**TASK PROMPT**
Scan the lines below for the word "Result". Copy each line you find it in.
+++ DATA EXTRACTS +++
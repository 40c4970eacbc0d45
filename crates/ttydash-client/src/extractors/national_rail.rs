//! National Rail live departure board.

use std::time::Duration;

use scraper::Html;
use ttydash_core::error::AppError;
use ttydash_core::models::TrainDeparture;
use ttydash_core::traits::{ExtractionJob, Page, PageTarget};

use super::{first_text, selector, text_of};

const DEPARTURES_BASE_URL: &str = "https://www.nationalrail.co.uk/live-trains/departures";

// The board is a styled-components app; these generated class names are the
// only stable hooks it exposes.
const BOARD: &str = "ul.sc-f6950b8f-0";
const ROW: &str = "ul.sc-f6950b8f-0 > li";
const SCHEDULED: &str = ".sc-68d26c6b-1.hobgaI";
const STATUS: &str = ".sc-68d26c6b-2.hRMAvd, .sc-68d26c6b-2.fSGVGZ";
const DELAYED_CLASS: &str = "hRMAvd";
const DESTINATION: &str = "h3.sc-e490da6-0 .sc-e490da6-4";
const CALLING_AT: &str = "h4.sc-68d26c6b-7";
const PLATFORM: &str = ".sc-68d26c6b-5.MAkdk";
const META: &str = ".sc-dccf2f8a-1.hAgctT";
const DELAY_REASON: &str = ".sc-68d26c6b-17.lnzdlv";

const SETTLE: Duration = Duration::from_secs(2);

/// Departures from one station, identified by its URL slug (e.g. `putney`).
#[derive(Debug, Clone)]
pub struct DeparturesJob {
    station: String,
}

impl DeparturesJob {
    pub fn new(station: impl Into<String>) -> Self {
        Self {
            station: station.into(),
        }
    }

    pub fn station(&self) -> &str {
        &self.station
    }

    pub fn url(&self) -> String {
        format!("{DEPARTURES_BASE_URL}/{}", self.station)
    }
}

impl ExtractionJob for DeparturesJob {
    type Record = TrainDeparture;

    fn name(&self) -> &str {
        "rail"
    }

    fn target(&self) -> PageTarget {
        PageTarget::new(self.url()).wait_for(BOARD).with_settle(SETTLE)
    }

    async fn run<P: Page>(&self, page: &P) -> Result<Vec<TrainDeparture>, AppError> {
        let html = page.content().await?;
        parse_departures(&self.url(), &html)
    }

    fn fixture(&self) -> Vec<TrainDeparture> {
        const LATE: &str = "This service is running late";
        vec![
            fixture_row("09:59", "10:00", "London Waterloo", "WAT", "1", "17m", "5 stops", Some(LATE)),
            fixture_row("10:04", "10:04", "London Waterloo", "WAT", "2", "17m", "3 stops", None),
            fixture_row("10:08", "10:09", "London Waterloo", "WAT", "1", "21m", "5 stops", Some(LATE)),
            fixture_row("10:08", "10:08", "Weybridge", "WYB", "3", "1h", "16 stops", None),
            fixture_row("10:14", "10:14", "London Waterloo", "WAT", "1", "16m", "4 stops", None),
            fixture_row("10:16", "10:16", "Kingston", "KNG", "3", "1h 3m", "18 stops", None),
            fixture_row("10:17", "10:17", "Windsor & Eton Riverside", "WNR", "4", "42m", "10 stops", None),
            fixture_row("10:22", "10:22", "London Waterloo", "WAT", "1", "17m", "4 stops", None),
            fixture_row(
                "10:29",
                "10:35",
                "London Waterloo",
                "WAT",
                "1",
                "17m",
                "5 stops",
                Some("This train has been delayed by the communication alarm being activated on a train"),
            ),
            fixture_row("10:34", "10:34", "London Waterloo", "WAT", "2", "15m", "3 stops", None),
        ]
    }
}

#[allow(clippy::too_many_arguments)]
fn fixture_row(
    scheduled: &str,
    expected: &str,
    destination: &str,
    code: &str,
    platform: &str,
    duration: &str,
    stops: &str,
    delay_reason: Option<&str>,
) -> TrainDeparture {
    let is_delayed = scheduled != expected;
    TrainDeparture {
        scheduled_time: scheduled.into(),
        expected_time: expected.into(),
        status: if is_delayed { "Delayed" } else { "On time" }.into(),
        destination: destination.into(),
        destination_code: code.into(),
        calling_at: "Putney".into(),
        platform: platform.into(),
        duration: duration.into(),
        stops: stops.into(),
        operator: "South Western Railway".into(),
        delay_reason: delay_reason.map(str::to_string),
        is_delayed,
    }
}

pub fn parse_departures(url: &str, html: &str) -> Result<Vec<TrainDeparture>, AppError> {
    let row = selector(url, ROW)?;
    let scheduled = selector(url, SCHEDULED)?;
    let status_sel = selector(url, STATUS)?;
    let destination_sel = selector(url, DESTINATION)?;
    let calling_at_sel = selector(url, CALLING_AT)?;
    let platform = selector(url, PLATFORM)?;
    let meta = selector(url, META)?;
    let delay_reason = selector(url, DELAY_REASON)?;

    let document = Html::parse_document(html);
    let departures = document
        .select(&row)
        .map(|li| {
            let scheduled_time = first_text(li, &scheduled).unwrap_or_default();

            let status_el = li.select(&status_sel).next();
            let status_text = status_el.map(text_of).unwrap_or_default();
            let is_delayed =
                status_el.is_some_and(|el| el.value().classes().any(|c| c == DELAYED_CLASS));
            let (expected_time, status) = match status_text.strip_prefix("Expected ") {
                Some(expected) => (expected.to_string(), "Delayed".to_string()),
                None => (scheduled_time.clone(), status_text),
            };

            let (destination, destination_code) =
                split_destination(&first_text(li, &destination_sel).unwrap_or_default());

            let calling_at = first_text(li, &calling_at_sel)
                .map(|t| t.replacen("Calling at ", "", 1))
                .unwrap_or_default();

            let (duration, stops, operator) = split_meta(li.select(&meta).map(text_of));

            TrainDeparture {
                scheduled_time,
                expected_time,
                status,
                destination,
                destination_code,
                calling_at,
                platform: first_text(li, &platform).unwrap_or_default(),
                duration,
                stops,
                operator,
                delay_reason: first_text(li, &delay_reason),
                is_delayed,
            }
        })
        .collect();
    Ok(departures)
}

/// `"London Waterloo (WAT)"` into name and three-letter code. Anything else
/// is returned whole with an empty code.
fn split_destination(full: &str) -> (String, String) {
    let split = full
        .strip_suffix(')')
        .and_then(|rest| rest.rsplit_once('('))
        .filter(|(name, code)| {
            !name.trim().is_empty() && code.len() == 3 && code.bytes().all(|b| b.is_ascii_uppercase())
        });
    match split {
        Some((name, code)) => (name.trim().to_string(), code.to_string()),
        None => (full.to_string(), String::new()),
    }
}

/// The first meta entry is the journey duration; later entries mentioning
/// "stop" are the stop count and the rest is the operator.
fn split_meta(entries: impl Iterator<Item = String>) -> (String, String, String) {
    let (mut duration, mut stops, mut operator) = (String::new(), String::new(), String::new());
    for (i, text) in entries.enumerate() {
        if i == 0 {
            duration = text;
        } else if text.contains("stop") {
            stops = text;
        } else {
            operator = text;
        }
    }
    (duration, stops, operator)
}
+++
**ANSWER**
    async fn run<P: Page>(&self, page: &P) -> Result<Vec<TrainDeparture>, AppError> {
pub fn parse_departures(url: &str, html: &str) -> Result<Vec<TrainDeparture>, AppError> {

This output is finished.